### Mount Google drive

*  Mount Google drive in the directory '/content/drive'
*  Drive contains dataset files

In [None]:
# Mounting Google Drive files

from google.colab import drive
drive.mount('/content/drive')

### Install packages

*  `tf-models-official` is the stable Model Garden package. Note that it may not include the latest changes in the `tensorflow_models` github repo.
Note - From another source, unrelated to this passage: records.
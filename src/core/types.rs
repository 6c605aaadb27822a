use serde::{Deserialize, Serialize, Serializer};
use serde_json::{Map, Value};

/// Largest magnitude an f64 holds without losing integer precision (2^53).
const MAX_EXACT_INTEGER: f64 = 9_007_199_254_740_992.0;

/// Whole amounts go back to disk as JSON integers (`15`, not `15.0`).
fn whole_as_integer<S: Serializer>(value: &f64, serializer: S) -> Result<S::Ok, S::Error> {
    if value.fract() == 0.0 && value.abs() <= MAX_EXACT_INTEGER {
        serializer.serialize_i64(*value as i64)
    } else {
        serializer.serialize_f64(*value)
    }
}

/// One income or expense line. Both collections share the same shape.
/// Fields this crate does not know about are carried through untouched.
#[derive(Debug, Clone, Default, PartialEq, Deserialize, Serialize)]
pub struct Entry {
    #[serde(rename = "nome")]
    pub name: String,
    #[serde(rename = "valor", serialize_with = "whole_as_integer")]
    pub amount: f64,
    #[serde(rename = "data", default)]
    pub date: String,
    #[serde(flatten)]
    pub extra: Map<String, Value>,
}

#[derive(Debug, Clone, Default, PartialEq, Deserialize, Serialize)]
pub struct Investment {
    #[serde(rename = "nome")]
    pub name: String,
    #[serde(rename = "tipo")]
    pub kind: String,
    #[serde(rename = "quantidade", serialize_with = "whole_as_integer")]
    pub quantity: f64,
    #[serde(rename = "valor", serialize_with = "whole_as_integer")]
    pub amount: f64,
    #[serde(rename = "data", default)]
    pub date: String,
    #[serde(flatten)]
    pub extra: Map<String, Value>,
}

/// Recurring monthly totals, stored as a singleton.
#[derive(Debug, Clone, Copy, Default, PartialEq, Deserialize, Serialize)]
#[serde(default)]
pub struct FixedAmounts {
    #[serde(rename = "ganhos", serialize_with = "whole_as_integer")]
    pub income_total: f64,
    #[serde(rename = "gastos", serialize_with = "whole_as_integer")]
    pub expense_total: f64,
}

/// The whole persisted state. Missing top-level keys deserialize to their
/// empty defaults; keys this crate does not know about are written back
/// after `fixos`.
#[derive(Debug, Clone, Default, PartialEq, Deserialize, Serialize)]
pub struct Document {
    #[serde(rename = "investimentos", default)]
    pub investments: Vec<Investment>,
    #[serde(rename = "gastos", default)]
    pub expenses: Vec<Entry>,
    #[serde(rename = "ganhos", default)]
    pub incomes: Vec<Entry>,
    #[serde(rename = "fixos", default)]
    pub fixed: FixedAmounts,
    #[serde(flatten)]
    pub extra: Map<String, Value>,
}

#[derive(Debug, Clone, PartialEq)]
pub struct NewEntry {
    pub name: String,
    pub amount: f64,
    pub date: String,
}

#[derive(Debug, Clone, PartialEq)]
pub struct NewInvestment {
    pub name: String,
    pub kind: String,
    pub quantity: f64,
    pub amount: f64,
    pub date: String,
}

#[cfg(test)]
mod tests {
    use super::*;
    use serde_json::json;

    #[test]
    fn whole_amounts_serialize_without_fraction() {
        let investment = Investment {
            name: "XYZ".to_string(),
            kind: "ação".to_string(),
            quantity: 15.0,
            amount: 150.25,
            date: "2024-01-01".to_string(),
            ..Investment::default()
        };
        let raw = serde_json::to_string(&investment).unwrap();
        assert!(raw.contains("\"quantidade\":15,"), "unexpected {raw}");
        assert!(raw.contains("\"valor\":150.25"), "unexpected {raw}");
    }

    #[test]
    fn entry_keeps_unknown_fields_and_tolerates_missing_date() {
        let entry: Entry =
            serde_json::from_value(json!({"nome": "Luz", "valor": 120, "categoria": "casa"}))
                .unwrap();
        assert_eq!(entry.date, "");
        assert_eq!(
            serde_json::to_value(&entry).unwrap(),
            json!({"nome": "Luz", "valor": 120, "data": "", "categoria": "casa"})
        );
    }
}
Not needed in currently when running script in Kaggle
*  `transformers` package
*  `datasets` package
*  pip will install all models and dependencies automatically.

In [None]:
!pip install transformers

In [None]:
!pip install datasets

In [None]:
!pip install hyperopt

In [None]:
!pip install -U ray

In [None]:
!pip install pickle5

### Imports

In [None]:
import os

import csv
import pandas as pd

from transformers import DataCollatorWithPadding
from transformers import AutoTokenizer
from transformers import TFAutoModelForSequenceClassification
from transformers import create_optimizer
from transformers.keras_callbacks import KerasMetricCallback

import tensorflow as tf

import datasets
from datasets import Dataset
from datasets import ClassLabel, Value

import numpy as np

from sklearn.model_selection import StratifiedShuffleSplit

### Preprocessing dataset

- Read Augmented data dataset
- Change label types

In [None]:
# Path to datasets
#training_set = "/content/drive/MyDrive/Dissertacao/Subtask_1a/augmented_training_data/augmented_training.tsv"
#training_set = "/content/drive/MyDrive/Dissertacao/Subtask_1a/oversampled_training_data/oversampled_training.tsv"
training_set = "/content/drive/MyDrive/Dissertacao/Subtask_1a/training_data/merged_training_dataset.tsv"
reference_set = "/content/drive/MyDrive/Dissertacao/IMI_WEBRADR_Reference_Dataset/T1_MOESM_dataset.tsv"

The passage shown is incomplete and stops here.